→ EXERCISE
For the word "RemoteCommandFailedDetails", search the records and show each line in which it occurs.
[TASK INPUT — start]
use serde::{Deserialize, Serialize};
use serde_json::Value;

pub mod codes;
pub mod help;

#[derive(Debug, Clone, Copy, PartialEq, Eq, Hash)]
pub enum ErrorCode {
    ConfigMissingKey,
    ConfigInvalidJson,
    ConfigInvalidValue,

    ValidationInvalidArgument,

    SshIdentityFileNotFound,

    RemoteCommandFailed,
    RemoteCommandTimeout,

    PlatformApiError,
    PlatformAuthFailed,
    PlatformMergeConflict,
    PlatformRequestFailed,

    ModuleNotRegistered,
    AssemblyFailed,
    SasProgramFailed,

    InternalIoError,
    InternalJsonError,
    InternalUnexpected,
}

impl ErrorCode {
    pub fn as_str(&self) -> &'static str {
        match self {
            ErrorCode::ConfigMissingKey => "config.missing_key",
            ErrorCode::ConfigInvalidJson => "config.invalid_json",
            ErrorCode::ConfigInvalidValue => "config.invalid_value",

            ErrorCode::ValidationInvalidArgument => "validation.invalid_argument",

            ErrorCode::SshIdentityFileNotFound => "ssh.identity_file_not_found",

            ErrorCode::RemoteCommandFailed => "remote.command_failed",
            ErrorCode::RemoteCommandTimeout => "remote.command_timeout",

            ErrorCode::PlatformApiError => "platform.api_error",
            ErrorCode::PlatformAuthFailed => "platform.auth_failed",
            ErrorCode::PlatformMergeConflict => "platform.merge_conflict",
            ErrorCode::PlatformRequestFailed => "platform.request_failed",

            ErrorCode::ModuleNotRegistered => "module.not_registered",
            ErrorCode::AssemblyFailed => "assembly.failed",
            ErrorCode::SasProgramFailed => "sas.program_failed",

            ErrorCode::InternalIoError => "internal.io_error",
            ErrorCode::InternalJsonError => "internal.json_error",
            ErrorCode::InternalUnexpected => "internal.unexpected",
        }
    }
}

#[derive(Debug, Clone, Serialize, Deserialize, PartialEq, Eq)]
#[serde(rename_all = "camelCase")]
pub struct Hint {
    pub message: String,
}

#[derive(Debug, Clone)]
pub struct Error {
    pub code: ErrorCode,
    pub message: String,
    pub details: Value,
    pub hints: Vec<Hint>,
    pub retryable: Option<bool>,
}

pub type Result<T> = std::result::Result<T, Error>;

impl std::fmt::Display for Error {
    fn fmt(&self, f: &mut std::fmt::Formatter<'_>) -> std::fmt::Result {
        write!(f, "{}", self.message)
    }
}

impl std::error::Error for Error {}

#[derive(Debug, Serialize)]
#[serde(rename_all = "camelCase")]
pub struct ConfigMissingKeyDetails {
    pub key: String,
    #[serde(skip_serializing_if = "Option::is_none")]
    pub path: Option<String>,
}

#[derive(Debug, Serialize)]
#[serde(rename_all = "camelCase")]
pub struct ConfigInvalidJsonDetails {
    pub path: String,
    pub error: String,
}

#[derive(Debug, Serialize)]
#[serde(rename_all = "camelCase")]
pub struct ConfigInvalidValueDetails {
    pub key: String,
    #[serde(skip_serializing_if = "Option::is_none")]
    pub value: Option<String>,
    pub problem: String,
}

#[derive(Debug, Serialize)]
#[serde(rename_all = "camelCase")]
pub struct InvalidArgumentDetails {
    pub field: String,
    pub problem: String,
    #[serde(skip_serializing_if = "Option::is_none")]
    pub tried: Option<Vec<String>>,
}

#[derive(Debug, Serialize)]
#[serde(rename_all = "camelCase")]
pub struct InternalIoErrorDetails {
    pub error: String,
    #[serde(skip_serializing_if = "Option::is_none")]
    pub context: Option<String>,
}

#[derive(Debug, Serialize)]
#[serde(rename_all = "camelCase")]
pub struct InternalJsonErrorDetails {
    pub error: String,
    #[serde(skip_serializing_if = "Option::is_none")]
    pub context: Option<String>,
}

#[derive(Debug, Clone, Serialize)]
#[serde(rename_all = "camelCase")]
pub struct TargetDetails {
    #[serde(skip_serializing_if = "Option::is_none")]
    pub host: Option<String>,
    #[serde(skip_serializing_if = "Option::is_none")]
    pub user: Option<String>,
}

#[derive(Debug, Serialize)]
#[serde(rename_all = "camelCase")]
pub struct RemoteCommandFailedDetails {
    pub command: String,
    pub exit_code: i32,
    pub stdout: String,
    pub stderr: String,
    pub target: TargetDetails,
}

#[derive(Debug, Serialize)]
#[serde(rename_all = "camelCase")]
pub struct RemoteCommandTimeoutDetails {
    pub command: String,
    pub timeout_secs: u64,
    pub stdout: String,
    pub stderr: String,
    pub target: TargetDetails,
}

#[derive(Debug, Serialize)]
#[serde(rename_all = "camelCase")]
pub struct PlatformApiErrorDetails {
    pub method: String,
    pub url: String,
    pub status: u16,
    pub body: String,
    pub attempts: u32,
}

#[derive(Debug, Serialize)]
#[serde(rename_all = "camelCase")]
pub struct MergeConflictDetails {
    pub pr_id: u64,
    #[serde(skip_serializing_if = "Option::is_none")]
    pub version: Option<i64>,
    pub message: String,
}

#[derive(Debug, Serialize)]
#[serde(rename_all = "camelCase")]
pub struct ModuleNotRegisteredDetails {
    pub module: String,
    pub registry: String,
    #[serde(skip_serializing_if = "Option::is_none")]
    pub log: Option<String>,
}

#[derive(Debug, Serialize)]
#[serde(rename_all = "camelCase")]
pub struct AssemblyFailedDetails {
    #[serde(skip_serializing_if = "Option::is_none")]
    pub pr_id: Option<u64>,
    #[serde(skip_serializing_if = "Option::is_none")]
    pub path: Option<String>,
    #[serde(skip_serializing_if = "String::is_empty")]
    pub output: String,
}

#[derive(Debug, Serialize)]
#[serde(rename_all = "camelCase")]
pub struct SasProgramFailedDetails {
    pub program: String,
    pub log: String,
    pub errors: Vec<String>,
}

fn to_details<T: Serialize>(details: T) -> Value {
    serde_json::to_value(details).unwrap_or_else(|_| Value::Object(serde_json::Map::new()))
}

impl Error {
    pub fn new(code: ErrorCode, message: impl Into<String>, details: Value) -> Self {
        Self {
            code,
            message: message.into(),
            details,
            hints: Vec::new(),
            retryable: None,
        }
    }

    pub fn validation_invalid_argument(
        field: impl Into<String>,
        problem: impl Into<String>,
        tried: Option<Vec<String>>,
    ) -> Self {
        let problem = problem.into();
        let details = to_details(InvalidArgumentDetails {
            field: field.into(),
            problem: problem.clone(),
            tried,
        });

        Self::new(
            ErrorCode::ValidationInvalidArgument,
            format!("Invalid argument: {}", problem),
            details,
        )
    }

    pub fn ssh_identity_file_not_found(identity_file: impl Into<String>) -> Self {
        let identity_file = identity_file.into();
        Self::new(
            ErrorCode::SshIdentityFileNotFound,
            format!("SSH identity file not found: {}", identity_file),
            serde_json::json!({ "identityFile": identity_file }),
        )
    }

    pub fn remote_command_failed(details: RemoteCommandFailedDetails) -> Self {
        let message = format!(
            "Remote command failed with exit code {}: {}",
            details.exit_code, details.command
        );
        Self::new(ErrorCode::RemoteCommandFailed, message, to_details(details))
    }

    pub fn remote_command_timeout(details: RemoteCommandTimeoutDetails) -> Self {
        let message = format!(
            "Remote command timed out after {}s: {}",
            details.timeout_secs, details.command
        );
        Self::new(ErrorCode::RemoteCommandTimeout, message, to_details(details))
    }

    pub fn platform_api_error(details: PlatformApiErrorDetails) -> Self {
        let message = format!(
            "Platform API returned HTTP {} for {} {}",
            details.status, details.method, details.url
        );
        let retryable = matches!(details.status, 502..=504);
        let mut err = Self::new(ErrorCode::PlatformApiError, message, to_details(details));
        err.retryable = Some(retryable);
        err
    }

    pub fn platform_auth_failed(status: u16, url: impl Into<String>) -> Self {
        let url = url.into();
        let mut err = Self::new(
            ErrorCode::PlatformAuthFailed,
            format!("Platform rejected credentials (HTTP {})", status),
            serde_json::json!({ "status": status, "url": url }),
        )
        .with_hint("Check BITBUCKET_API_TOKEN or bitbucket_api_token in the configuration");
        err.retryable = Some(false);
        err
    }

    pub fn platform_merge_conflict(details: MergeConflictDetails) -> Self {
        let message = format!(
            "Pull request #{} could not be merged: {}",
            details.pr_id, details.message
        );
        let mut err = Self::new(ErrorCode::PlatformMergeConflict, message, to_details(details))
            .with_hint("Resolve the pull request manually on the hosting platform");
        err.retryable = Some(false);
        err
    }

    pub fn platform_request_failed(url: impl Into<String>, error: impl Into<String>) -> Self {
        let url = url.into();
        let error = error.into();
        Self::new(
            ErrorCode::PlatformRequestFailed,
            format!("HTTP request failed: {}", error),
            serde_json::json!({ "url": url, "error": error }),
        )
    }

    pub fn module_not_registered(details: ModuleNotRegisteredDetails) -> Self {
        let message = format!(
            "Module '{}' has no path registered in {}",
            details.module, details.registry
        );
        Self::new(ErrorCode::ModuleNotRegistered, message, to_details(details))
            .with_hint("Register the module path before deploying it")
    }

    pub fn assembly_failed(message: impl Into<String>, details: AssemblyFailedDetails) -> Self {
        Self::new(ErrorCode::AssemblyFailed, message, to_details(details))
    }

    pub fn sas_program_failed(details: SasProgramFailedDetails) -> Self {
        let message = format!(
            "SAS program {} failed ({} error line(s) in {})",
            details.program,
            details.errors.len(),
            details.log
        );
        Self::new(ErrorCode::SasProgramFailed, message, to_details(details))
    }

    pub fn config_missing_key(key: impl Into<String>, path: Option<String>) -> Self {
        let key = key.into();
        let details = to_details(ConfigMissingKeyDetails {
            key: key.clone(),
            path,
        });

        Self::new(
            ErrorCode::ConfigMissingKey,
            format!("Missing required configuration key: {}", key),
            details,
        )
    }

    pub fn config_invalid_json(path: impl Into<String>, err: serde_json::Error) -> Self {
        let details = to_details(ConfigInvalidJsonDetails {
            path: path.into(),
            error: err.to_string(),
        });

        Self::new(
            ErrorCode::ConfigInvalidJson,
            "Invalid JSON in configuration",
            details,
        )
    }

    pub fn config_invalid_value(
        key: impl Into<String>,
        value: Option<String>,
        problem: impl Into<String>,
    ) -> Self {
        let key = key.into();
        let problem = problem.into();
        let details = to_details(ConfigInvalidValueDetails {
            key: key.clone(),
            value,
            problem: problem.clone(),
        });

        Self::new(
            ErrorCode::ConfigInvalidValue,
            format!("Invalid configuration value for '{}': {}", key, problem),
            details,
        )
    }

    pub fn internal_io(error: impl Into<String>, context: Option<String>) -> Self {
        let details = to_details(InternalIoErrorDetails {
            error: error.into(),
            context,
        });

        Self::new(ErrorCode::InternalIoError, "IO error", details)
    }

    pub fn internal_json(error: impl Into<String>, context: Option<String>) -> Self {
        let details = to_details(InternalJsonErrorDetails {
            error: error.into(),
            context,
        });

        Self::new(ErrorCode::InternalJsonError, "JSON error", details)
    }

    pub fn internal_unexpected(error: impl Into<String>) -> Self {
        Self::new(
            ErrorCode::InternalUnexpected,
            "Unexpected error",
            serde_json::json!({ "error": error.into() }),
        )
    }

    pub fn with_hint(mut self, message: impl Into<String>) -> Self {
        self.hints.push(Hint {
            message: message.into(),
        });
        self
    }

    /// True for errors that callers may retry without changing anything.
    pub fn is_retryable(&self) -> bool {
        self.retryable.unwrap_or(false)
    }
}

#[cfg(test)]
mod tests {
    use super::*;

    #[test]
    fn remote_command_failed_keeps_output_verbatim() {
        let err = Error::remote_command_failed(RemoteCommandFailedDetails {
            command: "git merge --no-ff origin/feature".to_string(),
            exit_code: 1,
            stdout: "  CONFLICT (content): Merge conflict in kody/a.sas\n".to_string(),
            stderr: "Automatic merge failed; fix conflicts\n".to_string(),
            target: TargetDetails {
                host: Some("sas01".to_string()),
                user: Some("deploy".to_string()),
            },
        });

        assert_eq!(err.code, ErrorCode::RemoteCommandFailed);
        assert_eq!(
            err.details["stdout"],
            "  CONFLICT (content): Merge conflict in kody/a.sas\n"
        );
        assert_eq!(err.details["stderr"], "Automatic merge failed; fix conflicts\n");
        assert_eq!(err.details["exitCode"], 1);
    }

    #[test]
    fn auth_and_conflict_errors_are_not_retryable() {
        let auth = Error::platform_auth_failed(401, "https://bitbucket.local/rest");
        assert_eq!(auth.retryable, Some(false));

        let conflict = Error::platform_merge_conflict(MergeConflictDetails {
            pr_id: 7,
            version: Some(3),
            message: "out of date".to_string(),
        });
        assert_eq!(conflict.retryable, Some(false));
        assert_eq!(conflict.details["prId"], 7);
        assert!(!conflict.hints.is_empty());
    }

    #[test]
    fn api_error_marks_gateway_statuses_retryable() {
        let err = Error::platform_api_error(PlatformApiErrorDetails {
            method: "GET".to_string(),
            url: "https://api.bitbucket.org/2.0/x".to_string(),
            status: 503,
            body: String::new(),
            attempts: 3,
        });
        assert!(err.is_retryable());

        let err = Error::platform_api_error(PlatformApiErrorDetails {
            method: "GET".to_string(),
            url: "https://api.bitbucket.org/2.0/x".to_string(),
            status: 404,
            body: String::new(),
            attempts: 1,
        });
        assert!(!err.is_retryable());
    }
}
[TASK INPUT — finish]
→ TASK OUTPUT
pub struct RemoteCommandFailedDetails {
    pub fn remote_command_failed(details: RemoteCommandFailedDetails) -> Self {
        let err = Error::remote_command_failed(RemoteCommandFailedDetails {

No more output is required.